李氏跟在看熱鬧的人群后,躲在墻角往元家大門那偷看,旁邊正好站著幾個村民正議論此事。
“這不年不節的,元家放鞭炮做什么?”
“人家鋪子重新開張,高興唄!你沒聽到嗎,之前的事是被人冤枉,還有吃死的那個人也并沒有死,還是陷害鋪子的同伙呢!”
“有這種事?”
“看人家元家鋪子生意紅火,眼紅唄!我還聽說幕后的主使就是之前和蘇靈韻定親的魏家。”
“魏家?”
“對,魏家兒子都被抓進大牢了。”
……
李氏聽的臉色一變,眼睛轉了轉,急急忙忙往回走。
到了家里和蘇老大一說,蘇老大還不相信,“不可能,魏家人家財大氣粗,何必和元家過不去?”
李氏著急道,“魏家生意不如從前,魏林陽又好賭,若一時糊涂,說不定真的犯了案。你趕快去魏家打聽打聽。”
蘇老大不肯去,“那魏家人一向眼高于頂,根本不把我這個親家放在眼里,我才不去。”
李氏推搡蘇老大罵道,“你這沒良心的,如今眼里只有你的兒子,女兒死活都不管了。文香到現在還沒有下落,文卉的夫君進了大牢也你也不去打探一下。”
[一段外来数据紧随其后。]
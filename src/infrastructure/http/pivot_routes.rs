//! Pivot API routes

use axum::{
    extract::{Path, State},
    Json,
};
use serde::Serialize;
use std::sync::Arc;

use super::{branch_error, ApiError};
use crate::domain::entities::PivotSummary;
use crate::domain::services::PivotSelection;
use crate::domain::value_objects::PivotId;
use crate::infrastructure::state::AppState;

#[derive(Debug, Serialize)]
pub struct ToggleResponse {
    pub pivot_id: PivotId,
    pub active: bool,
    pub selection: PivotSelection,
}

/// List the pivot catalog
pub async fn list_pivots(State(state): State<Arc<AppState>>) -> Json<Vec<PivotSummary>> {
    Json(state.world.read().await.registry().pivots())
}

pub async fn get_selection(State(state): State<Arc<AppState>>) -> Json<PivotSelection> {
    Json(state.world.read().await.selection().clone())
}

/// Switch a pivot on or off
pub async fn toggle_pivot(
    State(state): State<Arc<AppState>>,
    Path(id): Path<String>,
) -> Result<Json<ToggleResponse>, ApiError> {
    let pivot_id = PivotId::new(id);
    let mut world = state.world.write().await;
    let active = world.toggle_pivot(pivot_id.clone()).map_err(branch_error)?;

    Ok(Json(ToggleResponse {
        pivot_id,
        active,
        selection: world.selection().clone(),
    }))
}
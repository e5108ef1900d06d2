//! Pivot catalog - built-in pivots or a JSON file of them

use std::fs;
use std::path::Path;

use anyhow::{Context, Result};
use tracing::info;

use crate::domain::entities::{Entity, Pivot, TimeInterval, WorldEvent};
use crate::domain::services::BranchRegistry;
use crate::domain::value_objects::Geometry;

/// Pivots available when no catalog file is configured
pub fn builtin_pivots() -> Vec<Pivot> {
    vec![
        Pivot::new("P_SING", "Technological Singularity")
            .with_description("Recursive self-improvement produces a superintelligent system.")
            .with_impact("EXTREME")
            .with_entity(
                Entity::new("ASI-1", "System", "Ascendant Mind")
                    .with_valid_time("2045")
                    .with_attribute("substrate", "distributed compute")
                    .with_location(Geometry::point(0.0, 0.0)),
            )
            .with_event(
                WorldEvent::new("EV-SINGULARITY", "Incident", TimeInterval::instant("2045"))
                    .with_location_ref("ASI-1")
                    .with_participant("ASI-1", "origin")
                    .with_effect("Human labour markets restructure"),
            ),
        Pivot::new("P_MARS", "Early Mars Colony")
            .with_description("A permanent settlement is established on Mars.")
            .with_impact("HIGH")
            .with_entity(
                Entity::new("ARES-BASE", "Location", "Ares Base")
                    .with_alias("First Martian Settlement")
                    .with_valid_time("2031")
                    .with_location(Geometry::polygon([
                        (150.0, -40.0),
                        (170.0, -40.0),
                        (170.0, -25.0),
                        (150.0, -25.0),
                    ])),
            )
            .with_event(
                WorldEvent::new("EV-ARES-LANDING", "Shipment", TimeInterval::instant("2031"))
                    .with_location_ref("ARES-BASE")
                    .with_effect("Interplanetary supply chain opens"),
            ),
    ]
}

/// Build the registry from `path`, or from the built-in pivots when `None`
pub fn load_registry(path: Option<&Path>) -> Result<BranchRegistry> {
    let pivots = match path {
        Some(path) => {
            let raw = fs::read_to_string(path)
                .with_context(|| format!("Failed to read pivot catalog {}", path.display()))?;
            let pivots = parse_catalog(&raw)
                .with_context(|| format!("Invalid pivot catalog {}", path.display()))?;
            info!(path = %path.display(), count = pivots.len(), "Loaded pivot catalog");
            pivots
        }
        None => builtin_pivots(),
    };

    BranchRegistry::from_pivots(pivots).context("Pivot catalog contains duplicate ids")
}

fn parse_catalog(raw: &str) -> Result<Vec<Pivot>> {
    let pivots: Vec<Pivot> = serde_json::from_str(raw)?;
    for pivot in &pivots {
        for entity in &pivot.entities {
            entity
                .validate()
                .map_err(|reason| anyhow::anyhow!("{}: entity {}: {}", pivot.pivot_id, entity.entity_id, reason))?;
        }
        for event in &pivot.events {
            event
                .validate()
                .map_err(|reason| anyhow::anyhow!("{}: event {}: {}", pivot.pivot_id, event.event_id, reason))?;
        }
    }
    Ok(pivots)
}
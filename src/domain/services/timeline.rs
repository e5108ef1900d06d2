//! Timeline - events in chronological order
//!
//! The non-spatial view of a model: every event, including the ones the
//! projection cannot place, ordered on the signed-year axis.

use std::cmp::Ordering;

use serde::Serialize;

use crate::domain::aggregates::WorldModel;
use crate::domain::entities::{ParticipantRef, TimeInterval, WorldEvent};
use crate::domain::services::time_codec;
use crate::domain::value_objects::EventId;

/// One row of the timeline
#[derive(Debug, Clone, PartialEq, Serialize)]
pub struct TimelineEntry {
    pub event_id: EventId,
    pub event_type: String,
    /// Parsed anchor in signed years; `None` when the event has no anchor
    pub at: Option<f64>,
    /// Short label of `at`
    pub label: Option<String>,
    /// The interval as written: the instant, or `start > end`
    pub interval: String,
    pub participants: Vec<ParticipantRef>,
    pub effects: Vec<String>,
    pub branched: bool,
}

impl TimelineEntry {
    fn from_event(event: &WorldEvent) -> Self {
        let at = event.time_interval.anchor().map(time_codec::parse);
        Self {
            event_id: event.event_id.clone(),
            event_type: event.event_type.clone(),
            at,
            label: at.map(time_codec::format_short),
            interval: describe_interval(&event.time_interval),
            participants: event.participant_refs.clone(),
            effects: event.effects.clone(),
            branched: event.is_branched(),
        }
    }
}

fn describe_interval(interval: &TimeInterval) -> String {
    match interval.instant.as_deref().filter(|s| !s.trim().is_empty()) {
        Some(instant) => instant.to_string(),
        None => format!(
            "{} > {}",
            interval.start.as_deref().unwrap_or("..."),
            interval.end.as_deref().unwrap_or("...")
        ),
    }
}

/// Every event of the model, earliest first
///
/// Events at the same instant keep their insertion order; events without an
/// anchor come last.
pub fn timeline(model: &WorldModel) -> Vec<TimelineEntry> {
    let mut entries: Vec<TimelineEntry> = model.events.iter().map(TimelineEntry::from_event).collect();
    // stable sort keeps insertion order on ties
    entries.sort_by(|a, b| match (a.at, b.at) {
        (Some(a), Some(b)) => a.total_cmp(&b),
        (Some(_), None) => Ordering::Less,
        (None, Some(_)) => Ordering::Greater,
        (None, None) => Ordering::Equal,
    });
    entries
}
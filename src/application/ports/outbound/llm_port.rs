//! LLM port - Chat-completion interface used by extraction and query

use async_trait::async_trait;
use serde::{Deserialize, Serialize};

/// A chat-completion backend
#[async_trait]
pub trait LlmPort: Send + Sync {
    type Error: std::fmt::Display + Send + Sync;

    /// Send a request and wait for the full completion
    async fn generate(&self, request: LlmRequest) -> Result<LlmResponse, Self::Error>;

    /// Check that the backend is reachable
    async fn health_check(&self) -> Result<(), Self::Error>;
}

#[derive(Debug, Clone, Copy, PartialEq, Eq, Serialize, Deserialize)]
#[serde(rename_all = "lowercase")]
pub enum MessageRole {
    System,
    User,
    Assistant,
}

#[derive(Debug, Clone, PartialEq, Serialize, Deserialize)]
pub struct ChatMessage {
    pub role: MessageRole,
    pub content: String,
}

impl ChatMessage {
    pub fn user(content: impl Into<String>) -> Self {
        Self {
            role: MessageRole::User,
            content: content.into(),
        }
    }
}

/// A completion request, independent of any provider's wire format
#[derive(Debug, Clone, PartialEq)]
pub struct LlmRequest {
    pub messages: Vec<ChatMessage>,
    pub system_prompt: Option<String>,
    pub temperature: Option<f32>,
    /// Ask the backend to constrain output to a JSON object
    pub json_response: bool,
}

impl LlmRequest {
    pub fn new(messages: Vec<ChatMessage>) -> Self {
        Self {
            messages,
            system_prompt: None,
            temperature: None,
            json_response: false,
        }
    }

    pub fn with_system_prompt(mut self, prompt: impl Into<String>) -> Self {
        self.system_prompt = Some(prompt.into());
        self
    }

    pub fn with_temperature(mut self, temperature: f32) -> Self {
        self.temperature = Some(temperature);
        self
    }

    pub fn with_json_response(mut self) -> Self {
        self.json_response = true;
        self
    }
}

#[derive(Debug, Clone, PartialEq)]
pub struct LlmResponse {
    pub content: String,
    pub finish_reason: Option<String>,
}
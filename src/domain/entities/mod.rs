//! Domain entities - Records of the world model graph

mod document;
mod entity;
mod event;
mod observation;
mod pivot;
mod relationship;

pub use document::{EvidenceDocument, Provenance};
pub use entity::Entity;
pub use event::{ParticipantRef, TimeInterval, WorldEvent};
pub use observation::Observation;
pub use pivot::{Pivot, PivotSummary};
pub use relationship::Relationship;
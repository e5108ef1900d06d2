//! Outbound ports - Interfaces that the application requires from external systems

mod llm_port;

pub use llm_port::{ChatMessage, LlmPort, LlmRequest, LlmResponse, MessageRole};
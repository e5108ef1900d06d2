//! Application configuration

use std::env;
use std::path::PathBuf;

use anyhow::{Context, Result};

use crate::application::services::extraction_service::DEFAULT_MIN_CONTENT_CHARS;

/// Application configuration loaded from environment
#[derive(Debug, Clone, PartialEq)]
pub struct AppConfig {
    /// Ollama API base URL (OpenAI-compatible)
    pub ollama_base_url: String,
    /// Model used for extraction
    pub ollama_model: String,
    /// Model used for queries against the world model
    pub ollama_query_model: String,

    /// HTTP server port
    pub server_port: u16,

    /// Minimum non-whitespace characters accepted for extraction
    pub extraction_min_chars: usize,

    /// JSON pivot catalog; the built-in catalog is used when unset
    pub pivot_catalog_path: Option<PathBuf>,
}

impl AppConfig {
    /// Load configuration from environment variables
    pub fn from_env() -> Result<Self> {
        Self::from_lookup(|key| env::var(key).ok())
    }

    fn from_lookup(lookup: impl Fn(&str) -> Option<String>) -> Result<Self> {
        let ollama_model = lookup("OLLAMA_MODEL").unwrap_or_else(|| "llama3.1:8b".to_string());

        Ok(Self {
            ollama_base_url: lookup("OLLAMA_BASE_URL")
                .unwrap_or_else(|| "http://localhost:11434/v1".to_string()),
            ollama_query_model: lookup("OLLAMA_QUERY_MODEL").unwrap_or_else(|| ollama_model.clone()),
            ollama_model,

            server_port: lookup("SERVER_PORT")
                .unwrap_or_else(|| "3000".to_string())
                .parse()
                .context("SERVER_PORT must be a valid port number")?,

            extraction_min_chars: match lookup("EXTRACTION_MIN_CHARS") {
                Some(value) => value
                    .parse()
                    .context("EXTRACTION_MIN_CHARS must be a non-negative integer")?,
                None => DEFAULT_MIN_CONTENT_CHARS,
            },

            pivot_catalog_path: lookup("PIVOT_CATALOG_PATH")
                .filter(|path| !path.trim().is_empty())
                .map(PathBuf::from),
        })
    }
}
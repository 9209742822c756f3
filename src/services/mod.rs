pub mod claim_service;
pub mod message_service;
pub mod presence_service;
pub mod responder;

pub use claim_service::ClaimService;
pub use message_service::MessageService;
pub use presence_service::PresenceService;
pub use responder::{
    AssistantResponder, DisabledResponder, HttpAssistantResponder, ResponderRouter, FALLBACK_REPLY,
};
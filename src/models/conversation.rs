use serde::{Deserialize, Serialize};
use std::fmt;

#[derive(Debug, Clone, Copy, PartialEq, Eq, Serialize, Deserialize)]
#[serde(rename_all = "lowercase")]
pub enum ConversationStatus {
    Open,
    Resolved,
}

impl fmt::Display for ConversationStatus {
    fn fmt(&self, f: &mut fmt::Formatter<'_>) -> fmt::Result {
        match self {
            ConversationStatus::Open => write!(f, "open"),
            ConversationStatus::Resolved => write!(f, "resolved"),
        }
    }
}

// Convert from string (for SQLx)
impl From<String> for ConversationStatus {
    fn from(s: String) -> Self {
        match s.as_str() {
            "resolved" => ConversationStatus::Resolved,
            _ => ConversationStatus::Open,
        }
    }
}

/// One support conversation, tied 1:1 to a customer.
///
/// Invariant: `assigned_agent_id` is non-null only while `status` is Open,
/// and is only ever written through the conditional updates in
/// `Database::{claim,release,resolve}_conversation`.
#[derive(Debug, Clone, Serialize, Deserialize)]
pub struct Conversation {
    pub id: String,
    pub customer_id: String,
    pub status: ConversationStatus,
    pub assigned_agent_id: Option<String>,
    pub last_message: Option<String>,
    pub resolved_at: Option<String>, // ISO8601 string from DB
    pub created_at: String,
    pub updated_at: String,
}

impl Conversation {
    pub fn is_claimed(&self) -> bool {
        self.assigned_agent_id.is_some()
    }

    pub fn is_claimed_by(&self, agent_id: &str) -> bool {
        self.assigned_agent_id.as_deref() == Some(agent_id)
    }
}

/// Outcome of a claim attempt. Contention is an expected result, not an
/// error: the caller refreshes its queue and moves on.
#[derive(Debug, Clone, Serialize)]
#[serde(tag = "outcome", rename_all = "snake_case")]
pub enum ClaimOutcome {
    Claimed { conversation: Conversation },
    AlreadyClaimed { assigned_agent_id: Option<String> },
}

#[derive(Debug, Clone, Serialize)]
#[serde(tag = "outcome", rename_all = "snake_case")]
pub enum ReleaseOutcome {
    Released { conversation: Conversation },
    NotOwner,
}

#[derive(Debug, Clone, Serialize)]
#[serde(tag = "outcome", rename_all = "snake_case")]
pub enum ResolveOutcome {
    Resolved { conversation: Conversation },
    NotOwner,
}

#[derive(Debug, Clone, Serialize, Deserialize)]
pub struct QueueResponse {
    pub conversations: Vec<Conversation>,
}
pub mod agents;
pub mod conversations;
pub mod messages;
pub mod middleware;
pub mod streams;

pub use middleware::*;

use axum::{
    routing::{get, post},
    Router,
};
use tower_http::{cors::CorsLayer, trace::TraceLayer};

pub fn build_router(state: AppState) -> Router {
    Router::new()
        .route("/health", get(health_handler))
        // Customer-facing routes: no agent identity involved
        .route(
            "/api/customers/:customer_id/messages",
            post(messages::customer_send_message),
        )
        .route(
            "/api/customers/:customer_id/request-human",
            post(messages::request_human),
        )
        .route(
            "/api/customers/:customer_id/conversation",
            get(messages::get_customer_conversation),
        )
        .route("/api/agents/online", get(agents::agents_online))
        // Agent console routes: identity comes from the X-Agent-Id header
        .route("/api/conversations/queue", get(conversations::get_queue))
        .route(
            "/api/conversations/:id/claim",
            post(conversations::claim_conversation),
        )
        .route(
            "/api/conversations/:id/release",
            post(conversations::release_conversation),
        )
        .route(
            "/api/conversations/:id/resolve",
            post(conversations::resolve_conversation),
        )
        .route(
            "/api/conversations/:id/messages",
            get(messages::list_messages).post(messages::agent_send_message),
        )
        .route("/api/agents/heartbeat", post(agents::heartbeat))
        // Live feeds, used by customer clients and agent consoles alike
        .route(
            "/api/conversations/:id/stream",
            get(streams::conversation_stream),
        )
        .route("/api/queue/stream", get(streams::queue_stream))
        // Identity extraction doubles as the presence refresh for every
        // agent-identified request; requests without the header pass
        // through untouched.
        .layer(axum::middleware::from_fn_with_state(
            state.clone(),
            agent_identity_middleware,
        ))
        .layer(TraceLayer::new_for_http())
        .layer(CorsLayer::permissive())
        .with_state(state)
}

async fn health_handler() -> &'static str {
    "OK"
}
use axum::{
    http::StatusCode,
    response::{IntoResponse, Response},
    Json,
};
use serde_json::json;
use std::fmt;

#[derive(Debug)]
pub enum ApiError {
    NotFound(String),
    BadRequest(String),
    Forbidden(String),
    Conflict(String),
    /// Transient storage failure; retried with bounded backoff at the
    /// service boundary before it ever reaches a client.
    Unavailable(String),
    Internal(String),
}

impl fmt::Display for ApiError {
    fn fmt(&self, f: &mut fmt::Formatter<'_>) -> fmt::Result {
        match self {
            ApiError::NotFound(msg) => write!(f, "Not found: {}", msg),
            ApiError::BadRequest(msg) => write!(f, "Bad request: {}", msg),
            ApiError::Forbidden(msg) => write!(f, "Forbidden: {}", msg),
            ApiError::Conflict(msg) => write!(f, "Conflict: {}", msg),
            ApiError::Unavailable(msg) => write!(f, "Service unavailable: {}", msg),
            ApiError::Internal(msg) => write!(f, "Internal error: {}", msg),
        }
    }
}

impl std::error::Error for ApiError {}

impl IntoResponse for ApiError {
    fn into_response(self) -> Response {
        let (status, message) = match self {
            ApiError::NotFound(msg) => (StatusCode::NOT_FOUND, msg),
            ApiError::BadRequest(msg) => (StatusCode::BAD_REQUEST, msg),
            ApiError::Forbidden(msg) => (StatusCode::FORBIDDEN, msg),
            ApiError::Conflict(msg) => (StatusCode::CONFLICT, msg),
            ApiError::Unavailable(_) => (
                StatusCode::SERVICE_UNAVAILABLE,
                "Storage unavailable, try again".to_string(),
            ),
            ApiError::Internal(msg) => (StatusCode::INTERNAL_SERVER_ERROR, msg),
        };

        let body = Json(json!({
            "error": message
        }));

        (status, body).into_response()
    }
}

// Convert from sqlx errors. Transient pool/connection failures become
// Unavailable so services can retry them; everything else is terminal.
impl From<sqlx::Error> for ApiError {
    fn from(err: sqlx::Error) -> Self {
        match err {
            sqlx::Error::RowNotFound => ApiError::NotFound("Resource not found".to_string()),
            sqlx::Error::PoolTimedOut | sqlx::Error::PoolClosed => {
                ApiError::Unavailable("Connection pool exhausted".to_string())
            }
            sqlx::Error::Io(e) => ApiError::Unavailable(format!("Storage I/O error: {}", e)),
            sqlx::Error::Database(db_err) => {
                let message = db_err.message().to_string();
                if message.contains("UNIQUE") || message.contains("unique") {
                    ApiError::Conflict(message)
                } else {
                    ApiError::Internal(format!("Database error: {}", message))
                }
            }
            _ => ApiError::Internal("Internal server error".to_string()),
        }
    }
}

pub type ApiResult<T> = Result<T, ApiError>;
蘇老大一把將李氏推開,“你自己生的女兒,你自己去!”
說完扭頭去曹氏屋里里。
李氏哭罵了一通無用,只好自己收拾收拾進城去看蘇文卉。
魏家正大亂,魏林陽入獄的事情已經傳開,當鋪要來收他抵押出去的鋪子,糧鋪的二管事伙計紛紛跑到魏家要工錢。
另外魏家之前糧鋪出事周轉不開,魏萬里向一些朋友借了銀子,如今這些人聽說魏家出事了,也涌上門來討債。
還有劉文的媳婦,自己丈夫坐牢了,她一口咬定是受魏林陽唆使,也找上門讓魏家給她一個說法。
魏家一敗涂地,從之前的富貴人家一日之間就變成了人人上來都要踩一腳的破落戶。
魏母還在因為魏林陽的事傷心,魏萬里查了府中的帳,發現家中賬目早已虧空,魏林陽使用各種手段將家里多年積攢的銀子從魏母那里騙出去賭,如今還欠著賭坊的債。
各種要賬的人擠滿了前院,魏萬里托人將最后一個鋪子變賣出去,也只夠還清一部分欠款。
李氏到了魏家的時候,魏家的家丁院仆見勢不妙,很多已經跑了,所以連個守門的人都沒有。
見討債的人鬧的兇,李氏嚇了一跳,繞過前院,低著頭往蘇文卉的院子走。
進了院子,魏林陽的小妾正同蘇文卉撕扯,原來那妾室見魏林陽被抓了,魏家倒了,便想搜刮了屋子里的東西跑路,收拾東西的時候正好被蘇文卉看到,兩人便撕扯了起來。
李氏見狀,上前便去撓那妾室的臉,她恨毒了這些勾搭人丈夫的賤人,所以下手毫不留情,完全將這妾室當成了家里的曹氏。
最終那妾室在李氏母女的手下沒沾到光,又怕惹來魏家的人糾纏不清,扔下包袱跑了。.